A lágrima que escorre no canto do seu olho deveria me fazer recuar, me engasgar e retirar todas as minhas palavras, mas me dá ódio. Me dá vontade de entrar nessa tela e esmagar os sete ossos do seu pescoço.

Não desisti de você — sua voz acompanha aquela lágrima, em meu rosto. Eu apostei em sua força.

— Assim como apostou quando me jogou em uma prisão fria e vazia há dois anos? — Agora sou uma metralhadora, presa a muito tempo, finalmente conseguindo enviar as balas que preciso.

— Rayna...

— Se me dá licença — interrompo-o, fungando e passando a mão no nariz —, vou passar a vez para um adolescente que realmente queira falar com a família.

— Rayna, espere...

Mas eu não espero. Apenas me levanto e sigo caminho a fora da barraca, levando a folha com as coordenadas do local comigo e sorrindo sem mostrar os dentes para Clarke, que volta para a barraca.

Procuro pelo campus a figura emburrada e suja do Blake, mas não encontro-o em lugar nenhum. Até passar em frente a nave e ouvi-lo discutindo com Octavia.

— Bellamy — chamo-o, passando pelas cortinas.

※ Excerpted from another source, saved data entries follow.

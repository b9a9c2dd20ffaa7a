// seatrace entry point.
//
// Startup sequence:
// 1. Initialize tracing (log to file; stdout carries JSON results only)
// 2. Load config, seeding config/ from defaults/
// 3. Open the database and build the engine
// 4. Run the command (CPU-heavy work on a blocking worker) and print JSON

use std::io::Read;
use std::path::{Path, PathBuf};
use std::sync::Arc;

use anyhow::{anyhow, Context};
use chrono::NaiveDate;
use clap::{Parser, Subcommand};
use serde::Serialize;
use tracing::{error, info};

use seatrace_core::config;
use seatrace_core::engine::SeatRaceEngine;
use seatrace_core::race::{Athlete, AthleteId, AthleteStatus, BoatClass, Session, Side};
use seatrace_core::rating::elo::RatingType;
use seatrace_core::schedule::ScheduleRequest;

#[derive(Parser)]
#[command(name = "seatrace", version, about = "Seat-race ratings and swap schedules")]
struct Cli {
    /// Directory holding config/, defaults/ and logs/ (default: current directory)
    #[arg(long, global = true)]
    base_dir: Option<PathBuf>,

    #[command(subcommand)]
    command: Commands,
}

#[derive(Subcommand)]
enum Commands {
    /// Add an athlete to the roster or update their record
    Register {
        #[arg(long)]
        team: String,
        #[arg(long)]
        id: AthleteId,
        #[arg(long)]
        name: String,
        /// port, starboard, cox or both
        #[arg(long)]
        side: String,
        #[arg(long, default_value = "active")]
        status: String,
    },
    /// Remove an athlete from the roster (their results keep counting)
    Unregister {
        #[arg(long)]
        team: String,
        #[arg(long)]
        id: AthleteId,
    },
    /// Print the team roster
    Roster {
        #[arg(long)]
        team: String,
    },
    /// Submit a session's results from a JSON file ("-" reads stdin)
    Submit { file: PathBuf },
    /// Rebuild all ratings of a team from its full history
    Recalculate {
        #[arg(long)]
        team: String,
    },
    /// Print the Bradley-Terry fit
    Model {
        #[arg(long)]
        team: String,
    },
    /// Print the head-to-head win probability matrix
    Matrix {
        #[arg(long)]
        team: String,
    },
    /// Print the comparison graph with gaps and connectivity
    Graph {
        #[arg(long)]
        team: String,
    },
    /// Generate a seat-swap schedule
    Schedule {
        #[arg(long)]
        team: String,
        /// Athlete id to include (repeatable)
        #[arg(long = "athlete", required = true)]
        athletes: Vec<AthleteId>,
        /// 8+, 4+, 4-, 4x, 2-, 2x or 1x
        #[arg(long)]
        boat_class: String,
        #[arg(long)]
        pieces: Option<usize>,
        /// Also emit the session pre-filled from the plan, under this id
        #[arg(long)]
        prefill: Option<String>,
        /// Date for the pre-filled session (YYYY-MM-DD, default today)
        #[arg(long)]
        date: Option<NaiveDate>,
    },
    /// Print stored ratings, highest first
    Ratings {
        #[arg(long)]
        team: String,
        /// seat_race_elo or combined
        #[arg(long, default_value = "seat_race_elo")]
        rating_type: String,
    },
}

#[tokio::main]
async fn main() -> anyhow::Result<()> {
    let cli = Cli::parse();
    let base_dir = match cli.base_dir {
        Some(dir) => dir,
        None => std::env::current_dir().context("failed to read current directory")?,
    };

    // 1. Initialize tracing
    init_tracing(&base_dir)?;
    info!("seatrace starting");

    // 2. Load config
    let config = config::load_config(&base_dir).context("failed to load configuration")?;
    info!(
        "Config loaded: K={}, default rating {}, draw threshold {}s",
        config.ratings.elo.k_factor,
        config.ratings.elo.default_rating,
        config.ratings.elo.draw_threshold_seconds
    );

    // 3. Open database
    let engine = Arc::new(SeatRaceEngine::open(&config).context("failed to open database")?);
    info!("Database opened at {}", config.db_path);

    // 4. Run the command
    let output = match run(engine, cli.command).await {
        Ok(output) => output,
        Err(e) => {
            error!("Command failed: {:#}", e);
            return Err(e);
        }
    };
    println!(
        "{}",
        serde_json::to_string_pretty(&output).context("failed to format output")?
    );
    Ok(())
}

async fn run(engine: Arc<SeatRaceEngine>, command: Commands) -> anyhow::Result<serde_json::Value> {
    match command {
        Commands::Register {
            team,
            id,
            name,
            side,
            status,
        } => {
            let athlete = Athlete {
                id,
                name,
                side: parse_side(&side)?,
                status: parse_status(&status)?,
            };
            engine.register_athlete(&team, &athlete)?;
            to_json(&athlete)
        }
        Commands::Unregister { team, id } => {
            let removed = engine.remove_athlete(&team, id)?;
            to_json(&serde_json::json!({ "removed": removed }))
        }
        Commands::Roster { team } => to_json(&engine.roster(&team)?),
        Commands::Submit { file } => {
            let text = read_input(&file)?;
            let session: Session = serde_json::from_str(&text)
                .with_context(|| format!("failed to parse session from {}", file.display()))?;
            on_worker(engine, move |e| e.submit_session_results(&session)).await
        }
        Commands::Recalculate { team } => {
            on_worker(engine, move |e| e.recalculate_all_ratings(&team)).await
        }
        Commands::Model { team } => {
            on_worker(engine, move |e| Ok(e.bradley_terry_model(&team)?.as_ref().clone())).await
        }
        Commands::Matrix { team } => on_worker(engine, move |e| e.probability_matrix(&team)).await,
        Commands::Graph { team } => {
            on_worker(engine, move |e| Ok(e.comparison_graph(&team)?.as_ref().clone())).await
        }
        Commands::Schedule {
            team,
            athletes,
            boat_class,
            pieces,
            prefill,
            date,
        } => {
            let request = ScheduleRequest {
                athlete_ids: athletes,
                boat_class: parse_boat_class(&boat_class)?,
                piece_count: pieces,
            };
            let schedule_team = team.clone();
            let schedule = tokio::task::spawn_blocking({
                let engine = Arc::clone(&engine);
                move || engine.generate_swap_schedule(&schedule_team, &request)
            })
            .await
            .context("schedule worker panicked")??;

            match prefill {
                Some(session_id) => {
                    let date = date.unwrap_or_else(|| chrono::Local::now().date_naive());
                    let session = schedule.to_session(&session_id, &team, date);
                    to_json(&serde_json::json!({ "schedule": schedule, "session": session }))
                }
                None => to_json(&schedule),
            }
        }
        Commands::Ratings { team, rating_type } => {
            let rating_type = RatingType::from_str_type(&rating_type)
                .ok_or_else(|| anyhow!("unknown rating type {rating_type:?}"))?;
            to_json(&engine.ratings(&team, rating_type)?)
        }
    }
}

/// Run an engine call on the blocking pool so fits, replays and schedule
/// searches never occupy a runtime thread.
async fn on_worker<T, F>(engine: Arc<SeatRaceEngine>, f: F) -> anyhow::Result<serde_json::Value>
where
    F: FnOnce(&SeatRaceEngine) -> anyhow::Result<T> + Send + 'static,
    T: Serialize + Send + 'static,
{
    let value = tokio::task::spawn_blocking(move || f(&engine))
        .await
        .context("engine worker panicked")??;
    to_json(&value)
}

fn to_json<T: Serialize>(value: &T) -> anyhow::Result<serde_json::Value> {
    serde_json::to_value(value).context("failed to serialize result")
}

fn read_input(path: &Path) -> anyhow::Result<String> {
    if path == Path::new("-") {
        let mut text = String::new();
        std::io::stdin()
            .read_to_string(&mut text)
            .context("failed to read stdin")?;
        Ok(text)
    } else {
        std::fs::read_to_string(path).with_context(|| format!("failed to read {}", path.display()))
    }
}

fn parse_side(s: &str) -> anyhow::Result<Side> {
    Side::from_str_side(s).ok_or_else(|| anyhow!("unknown side {s:?}"))
}

fn parse_status(s: &str) -> anyhow::Result<AthleteStatus> {
    AthleteStatus::from_str_status(s).ok_or_else(|| anyhow!("unknown status {s:?}"))
}

fn parse_boat_class(s: &str) -> anyhow::Result<BoatClass> {
    BoatClass::from_str_class(s).ok_or_else(|| anyhow!("unknown boat class {s:?}"))
}

/// Initialize tracing to log to a file so stdout stays clean JSON.
fn init_tracing(base_dir: &Path) -> anyhow::Result<()> {
    use tracing_subscriber::fmt;
    use tracing_subscriber::EnvFilter;

    let log_dir = base_dir.join("logs");
    std::fs::create_dir_all(&log_dir)?;

    let log_file = std::fs::OpenOptions::new()
        .create(true)
        .append(true)
        .open(log_dir.join("seatrace.log"))?;

    let subscriber = fmt::Subscriber::builder()
        .with_env_filter(
            EnvFilter::try_from_default_env()
                .unwrap_or_else(|_| EnvFilter::new("seatrace_core=info,seatrace=info,warn")),
        )
        .with_writer(log_file)
        .with_ansi(false)
        .with_target(true)
        .with_line_number(true)
        .finish();

    tracing::subscriber::set_global_default(subscriber)
        .context("failed to set tracing subscriber")?;

    Ok(())
}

Eu estava certa, ele estava mesmo discutindo com sua irmã.

— Diga a Clarke que a minha resposta continua a mesma; não!

— O que quer que esteja passando entre vocês — impeço-o de passar pela cortina —, eu não vim por isso.

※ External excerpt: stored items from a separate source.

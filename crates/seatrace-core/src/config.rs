// Configuration loading and parsing (ratings.toml, engine.toml).

use serde::{Deserialize, Serialize};
use std::io::Write;
use std::path::{Path, PathBuf};
use thiserror::Error;
use tracing::{debug, info};

use crate::rating::extract::BoatWeighting;

// ---------------------------------------------------------------------------
// Error types
// ---------------------------------------------------------------------------

#[derive(Debug, Error)]
pub enum ConfigError {
    #[error("config file not found: {path}")]
    FileNotFound { path: PathBuf },

    #[error("failed to parse config file {path}: {source}")]
    ParseError {
        path: PathBuf,
        source: toml::de::Error,
    },

    #[error("validation error for field `{field}`: {message}")]
    ValidationError { field: String, message: String },

    #[error("failed to initialize config from defaults: {message}")]
    DefaultsCopyError { message: String },
}

// ---------------------------------------------------------------------------
// Top-level assembled Config
// ---------------------------------------------------------------------------

#[derive(Debug, Clone)]
pub struct Config {
    pub ratings: RatingConfig,
    pub db_path: String,
    pub cache_ttl_seconds: u64,
}

// ---------------------------------------------------------------------------
// ratings.toml structs
// ---------------------------------------------------------------------------

/// Every tunable the rating and scheduling engine reads. Passed explicitly
/// into each engine call; the engine never keeps its own copy of these values
/// anywhere global.
#[derive(Debug, Clone, PartialEq, Serialize, Deserialize, Default)]
pub struct RatingConfig {
    pub elo: EloConfig,
    pub bradley_terry: BradleyTerryConfig,
    pub graph: GraphConfig,
    pub scheduler: SchedulerConfig,
}

#[derive(Debug, Clone, PartialEq, Serialize, Deserialize)]
pub struct EloConfig {
    pub k_factor: f64,
    pub default_rating: f64,
    /// Adjusted-time gaps strictly below this many seconds are draws.
    pub draw_threshold_seconds: f64,
    pub margin_scaling: bool,
    /// Upper bound on the margin multiplier when `margin_scaling` is on.
    pub max_margin_factor: f64,
    /// Races after which confidence reaches 0.5.
    pub confidence_half_life: f64,
}

impl Default for EloConfig {
    fn default() -> Self {
        EloConfig {
            k_factor: 32.0,
            default_rating: 1500.0,
            draw_threshold_seconds: 0.5,
            margin_scaling: false,
            max_margin_factor: 2.0,
            confidence_half_life: 10.0,
        }
    }
}

#[derive(Debug, Clone, PartialEq, Serialize, Deserialize)]
pub struct BradleyTerryConfig {
    pub max_iterations: usize,
    /// Stop once the relative log-likelihood change drops below this.
    pub tolerance: f64,
    pub boat_weighting: BoatWeighting,
    /// Weighted games each athlete plays against a virtual average opponent,
    /// split evenly between wins and losses. Keeps every strength finite and
    /// positive; 0 disables it.
    pub regularization_strength: f64,
}

impl Default for BradleyTerryConfig {
    fn default() -> Self {
        BradleyTerryConfig {
            max_iterations: 200,
            tolerance: 1e-6,
            boat_weighting: crate::rating::extract::SAME_BOAT_WEIGHTING,
            regularization_strength: 0.01,
        }
    }
}

#[derive(Debug, Clone, PartialEq, Serialize, Deserialize)]
pub struct GraphConfig {
    /// Pairs with fewer recorded comparisons than this are reported as gaps.
    pub min_comparisons: usize,
}

impl Default for GraphConfig {
    fn default() -> Self {
        GraphConfig { min_comparisons: 2 }
    }
}

#[derive(Debug, Clone, PartialEq, Serialize, Deserialize)]
pub struct SchedulerConfig {
    /// Pieces each athlete should race when no piece count is requested.
    pub min_pieces_per_athlete: usize,
    /// Seat-swap attempts per piece when improving boat-mate spread.
    pub search_iterations: usize,
}

impl Default for SchedulerConfig {
    fn default() -> Self {
        SchedulerConfig {
            min_pieces_per_athlete: 3,
            search_iterations: 200,
        }
    }
}

// ---------------------------------------------------------------------------
// engine.toml structs
// ---------------------------------------------------------------------------

/// Raw deserialization target for the entire engine.toml file.
#[derive(Debug, Clone, Deserialize)]
struct EngineFile {
    database: DatabaseSection,
    cache: CacheSection,
}

#[derive(Debug, Clone, Deserialize)]
struct DatabaseSection {
    path: String,
}

#[derive(Debug, Clone, Deserialize)]
struct CacheSection {
    ttl_seconds: u64,
}

// ---------------------------------------------------------------------------
// Loading logic
// ---------------------------------------------------------------------------

/// Load and validate configuration from `config/ratings.toml` and
/// `config/engine.toml`, relative to the given `base_dir`.
///
/// This does not copy defaults; prefer `load_config()` for that.
pub fn load_config_from(base_dir: &Path) -> Result<Config, ConfigError> {
    let config_dir = base_dir.join("config");

    let ratings_path = config_dir.join("ratings.toml");
    let ratings_text = read_file(&ratings_path)?;
    let ratings: RatingConfig =
        toml::from_str(&ratings_text).map_err(|e| ConfigError::ParseError {
            path: ratings_path.clone(),
            source: e,
        })?;

    let engine_path = config_dir.join("engine.toml");
    let engine_text = read_file(&engine_path)?;
    let engine_file: EngineFile =
        toml::from_str(&engine_text).map_err(|e| ConfigError::ParseError {
            path: engine_path.clone(),
            source: e,
        })?;

    let config = Config {
        ratings,
        db_path: engine_file.database.path,
        cache_ttl_seconds: engine_file.cache.ttl_seconds,
    };

    validate(&config.ratings)?;
    if config.db_path.trim().is_empty() {
        return Err(ConfigError::ValidationError {
            field: "database.path".into(),
            message: "must not be empty".into(),
        });
    }

    Ok(config)
}

/// Seed `config/` with every `defaults/*.toml` it is missing and return the
/// paths written, sorted. Existing files are never overwritten; anything in
/// `defaults/` that is not a `.toml` file (templates, notes) is ignored.
pub fn ensure_config_files(base_dir: &Path) -> Result<Vec<PathBuf>, ConfigError> {
    let defaults_dir = base_dir.join("defaults");
    let config_dir = base_dir.join("config");

    if !defaults_dir.is_dir() {
        if config_dir.is_dir() {
            debug!("no defaults/ under {}; using config/ as is", base_dir.display());
            return Ok(vec![]);
        }
        return Err(seed_error(format!(
            "neither defaults/ nor config/ directory found in {}; \
             run from the project root or ensure defaults/ is present",
            base_dir.display()
        )));
    }

    std::fs::create_dir_all(&config_dir)
        .map_err(|e| seed_error(format!("failed to create {}: {e}", config_dir.display())))?;

    let mut shipped: Vec<PathBuf> = std::fs::read_dir(&defaults_dir)
        .map_err(|e| seed_error(format!("failed to read {}: {e}", defaults_dir.display())))?
        .filter_map(|entry| entry.ok().map(|e| e.path()))
        .filter(|path| path.is_file() && path.extension().is_some_and(|ext| ext == "toml"))
        .collect();
    shipped.sort();

    let mut seeded = Vec::new();
    for source in shipped {
        let Some(file_name) = source.file_name() else {
            continue;
        };
        let target = config_dir.join(file_name);
        if seed_file(&source, &target)? {
            info!("Seeded {} from {}", target.display(), source.display());
            seeded.push(target);
        } else {
            debug!("keeping existing {}", target.display());
        }
    }
    Ok(seeded)
}

/// Copy `source` to `target` unless `target` already exists. Returns whether
/// anything was written.
fn seed_file(source: &Path, target: &Path) -> Result<bool, ConfigError> {
    let mut dest = match std::fs::OpenOptions::new().write(true).create_new(true).open(target) {
        Ok(file) => file,
        Err(e) if e.kind() == std::io::ErrorKind::AlreadyExists => return Ok(false),
        Err(e) => return Err(seed_error(format!("failed to create {}: {e}", target.display()))),
    };
    let content = std::fs::read(source)
        .map_err(|e| seed_error(format!("failed to read {}: {e}", source.display())))?;
    dest.write_all(&content)
        .map_err(|e| seed_error(format!("failed to write {}: {e}", target.display())))?;
    Ok(true)
}

fn seed_error(message: String) -> ConfigError {
    ConfigError::DefaultsCopyError { message }
}

/// Load config relative to `base_dir`, seeding `config/` from `defaults/`
/// first.
pub fn load_config(base_dir: &Path) -> Result<Config, ConfigError> {
    ensure_config_files(base_dir)?;
    load_config_from(base_dir)
}

// ---------------------------------------------------------------------------
// Helpers
// ---------------------------------------------------------------------------

fn read_file(path: &Path) -> Result<String, ConfigError> {
    std::fs::read_to_string(path).map_err(|_| ConfigError::FileNotFound {
        path: path.to_path_buf(),
    })
}

fn invalid(field: &str, message: String) -> ConfigError {
    ConfigError::ValidationError {
        field: field.to_string(),
        message,
    }
}

// ---------------------------------------------------------------------------
// Validation
// ---------------------------------------------------------------------------

/// Check every rating parameter for a usable value.
pub fn validate(ratings: &RatingConfig) -> Result<(), ConfigError> {
    let elo = &ratings.elo;
    let positive: &[(&str, f64)] = &[
        ("elo.k_factor", elo.k_factor),
        ("elo.confidence_half_life", elo.confidence_half_life),
        ("bradley_terry.tolerance", ratings.bradley_terry.tolerance),
    ];
    for (name, val) in positive {
        if !val.is_finite() || *val <= 0.0 {
            return Err(invalid(name, format!("must be > 0, got {val}")));
        }
    }

    if !elo.default_rating.is_finite() {
        return Err(invalid(
            "elo.default_rating",
            format!("must be finite, got {}", elo.default_rating),
        ));
    }

    if !elo.draw_threshold_seconds.is_finite() || elo.draw_threshold_seconds < 0.0 {
        return Err(invalid(
            "elo.draw_threshold_seconds",
            format!("must be >= 0, got {}", elo.draw_threshold_seconds),
        ));
    }

    let regularization = ratings.bradley_terry.regularization_strength;
    if !regularization.is_finite() || regularization < 0.0 {
        return Err(invalid(
            "bradley_terry.regularization_strength",
            format!("must be >= 0, got {regularization}"),
        ));
    }

    if !elo.max_margin_factor.is_finite() || elo.max_margin_factor < 1.0 {
        return Err(invalid(
            "elo.max_margin_factor",
            format!("must be >= 1, got {}", elo.max_margin_factor),
        ));
    }

    let counts: &[(&str, usize)] = &[
        ("bradley_terry.max_iterations", ratings.bradley_terry.max_iterations),
        ("graph.min_comparisons", ratings.graph.min_comparisons),
        ("scheduler.min_pieces_per_athlete", ratings.scheduler.min_pieces_per_athlete),
        ("scheduler.search_iterations", ratings.scheduler.search_iterations),
    ];
    for (name, val) in counts {
        if *val == 0 {
            return Err(invalid(name, "must be > 0".into()));
        }
    }

    Ok(())
}

// ---------------------------------------------------------------------------
// Unit tests
// ---------------------------------------------------------------------------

Ganho sua atenção, fazendo com que seu corpo vire para mim e ele estreite seus olhos.

— Então, por quê está aqui, anarquia?

Seguro minha demonstração de ignorância.

— A Arca achou antigos registros de um depósito de suprimentos — digo-lhe, com o tom de voz mais baixo —, não muito longe daqui.

— Que tipos de suprimentos?

— O tipo que pode nos dar uma chance de sobreviver no inverno. Estou indo verificar — faço uma pausa dramática, porque isso vai mesmo doer. — Agradeceria se viesse junto.

Ele não demonstra reação nenhuma e começo a ficar mais inquieta do que ficaria caso ele estivesse surtando.

— Por que está me convidando?

— Porque, no momento, preciso de ajuda e quero ficar muito longe desse acampamento e, na mesma linha de raciocínio, ninguém quer tê-lo por aqui.

Sorrio ao fim da frase, fingindo delicadeza que é devolvida com um arfar encenado.

— Vou pegar minhas coisas. Encontro você em dez minutos.

Como quiser, sopro, saindo daquela nave e indo até a minha barraca. Tentei ignorar o olhar desconfiado de Octavia, mas não pude fugir quando ela entrou pela tenda em que dormia.

Ignorei-a no começo, fingindo normalidade, pegando uma mochila pequena de ombro para a viagem curta.

— Pode me falando o que está tramando — ela fala, descartando a minha missão de fingir que ela não está aqui.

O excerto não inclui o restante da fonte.